Check every line of the data and copy the ones where "PgPool" appears.

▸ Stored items
--- --- ---

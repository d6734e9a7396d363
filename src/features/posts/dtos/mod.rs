mod post_dto;

pub use post_dto::{
    is_attachment_allowed, CommentFeedDto, CreatePostDto, DeletePostQuery, FeedQuery,
    NewAttachment, NewPostInput, PostFeedDto, ALLOWED_DOCUMENT_EXTENSIONS,
    ALLOWED_DOCUMENT_MIME_TYPES,
};
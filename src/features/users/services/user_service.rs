use sqlx::types::Json;
use sqlx::PgPool;
use std::sync::Arc;
use tracing::info;
use uuid::Uuid;

use crate::core::error::{AppError, Result};
use crate::features::auth::models::AuthenticatedUser;
use crate::features::users::dtos::{GroupMemberDto, UserResponseDto};
use crate::features::users::models::User;
use crate::modules::storage::{FileDescriptor, LocalStore, StorageKind};

/// Service for user lookup and profile picture management
pub struct UserService {
    pool: PgPool,
    store: Arc<LocalStore>,
}

impl UserService {
    pub fn new(pool: PgPool, store: Arc<LocalStore>) -> Self {
        Self { pool, store }
    }

    /// Look up a user by exact, case-sensitive username
    pub async fn get_by_username(&self, username: &str) -> Result<UserResponseDto> {
        let user = sqlx::query_as::<_, User>("SELECT * FROM users WHERE username = $1")
            .bind(username)
            .fetch_optional(&self.pool)
            .await?;

        user.map(UserResponseDto::from)
            .ok_or_else(|| AppError::NotFound(format!("User '{}' not found", username)))
    }

    /// List the members of a group
    pub async fn users_of_group(&self, group_id: Uuid) -> Result<Vec<GroupMemberDto>> {
        let group_exists = sqlx::query_scalar::<_, Uuid>("SELECT id FROM groups_nexus WHERE id = $1")
            .bind(group_id)
            .fetch_optional(&self.pool)
            .await?
            .is_some();
        if !group_exists {
            return Err(AppError::NotFound("Group not found".to_string()));
        }

        let members = sqlx::query_as::<_, GroupMemberDto>(
            r#"
            SELECT users.id, users.username, users.role FROM user_groups
            JOIN users ON user_groups.user_id = users.id
            WHERE group_id = $1
            "#,
        )
        .bind(group_id)
        .fetch_all(&self.pool)
        .await?;

        Ok(members)
    }

    /// Store a new profile picture for the authenticated user and replace the
    /// previous one. The old file is removed only after the database update
    /// succeeds; a freshly stored file is cleaned up if the update fails.
    pub async fn upload_profile_picture(
        &self,
        user: &AuthenticatedUser,
        original_filename: &str,
        mimetype: &str,
        data: &[u8],
    ) -> Result<FileDescriptor> {
        let previous = self.current_picture(user.id).await?;

        let descriptor = self
            .store
            .save(StorageKind::ProfilePictures, original_filename, mimetype, data)
            .await?;

        let updated = sqlx::query("UPDATE users SET profile_picture = $1 WHERE id = $2")
            .bind(Json(&descriptor))
            .bind(user.id)
            .execute(&self.pool)
            .await;

        if let Err(e) = updated {
            self.store
                .remove(StorageKind::ProfilePictures, &descriptor.filename)
                .await;
            return Err(AppError::Database(e));
        }

        if let Some(old) = previous {
            self.store
                .remove(StorageKind::ProfilePictures, &old.filename)
                .await;
        }

        info!("Profile picture updated for user {}", user.username);
        Ok(descriptor)
    }

    /// Clear the authenticated user's profile picture
    pub async fn remove_profile_picture(&self, user: &AuthenticatedUser) -> Result<()> {
        let previous = self.current_picture(user.id).await?;

        sqlx::query("UPDATE users SET profile_picture = NULL WHERE id = $1")
            .bind(user.id)
            .execute(&self.pool)
            .await?;

        if let Some(old) = previous {
            self.store
                .remove(StorageKind::ProfilePictures, &old.filename)
                .await;
        }

        info!("Profile picture removed for user {}", user.username);
        Ok(())
    }

    async fn current_picture(&self, user_id: Uuid) -> Result<Option<FileDescriptor>> {
        let picture = sqlx::query_scalar::<_, Option<Json<FileDescriptor>>>(
            "SELECT profile_picture FROM users WHERE id = $1",
        )
        .bind(user_id)
        .fetch_optional(&self.pool)
        .await?
        .flatten();

        Ok(picture.map(|p| p.0))
    }
}
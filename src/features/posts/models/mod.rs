mod post;

pub use post::{Post, PostWithComments, Visibility};
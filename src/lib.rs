// Arrest Data Comparison - Core Library
// Exposes all modules for use in CLI, API server, and tests

pub mod records;     // Typed department + aligned rows
pub mod io;          // CSV load/save
pub mod vocabulary;  // Shared category labels
pub mod schema;      // Column names + per-department rename maps
pub mod rules;       // Offense keyword rules
pub mod cleaning;    // Default-fill, date parts, dedup
pub mod standardize; // Department codes → shared vocabularies
pub mod source;      // Department tag + per-department pipeline
pub mod align;       // Common schema projection
pub mod year_filter; // Overlapping-year restriction
pub mod geo;         // City bounds + stratified sampling
pub mod density;     // 2-D Gaussian KDE
pub mod analysis;    // Temporal + demographic views
pub mod config;      // PipelineConfig
pub mod pipeline;    // Orchestration + memoization

// Re-export commonly used types
pub use records::{AlignedRecord, Dataset, LapdRecord, NypdRecord};
pub use io::{load_dataset, load_records, read_dataset, save_aligned};
pub use vocabulary::{AgeCategory, Category, Gender, OffenseCategory, Race};
pub use schema::{col, normalize_headers};
pub use rules::{OffenseClassifier, OffenseRule};
pub use cleaning::{clean_lapd, clean_nypd, CleaningReport, DateParseError};
pub use standardize::convert_numeric_age_to_category;
pub use source::{detect_department, order_by_department, Department, DepartmentRecord};
pub use align::{align_datasets, AlignedPair, COMMON_COLUMNS};
pub use year_filter::{available_year_range, filter_by_overlapping_years, filter_year_range};
pub use geo::{prepare_crime_points, City, CityBounds, GeoError, SamplingOptions};
pub use density::{estimate_density, DensityEstimate};
pub use analysis::{demographic_summary, temporal_summary, DemographicSummary, TemporalSummary};
pub use config::PipelineConfig;
pub use pipeline::{
    create_sample, export_aligned, geo_view, load_and_process, process_files, run_pipeline,
    ComparisonData, GeoView, PipelineCache,
};

/// Library version
pub const VERSION: &str = env!("CARGO_PKG_VERSION");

--- --- ---

▸ Worked solution
use sqlx::PgPool;
    pool: PgPool,
    pub fn new(pool: PgPool, store: Arc<LocalStore>) -> Self {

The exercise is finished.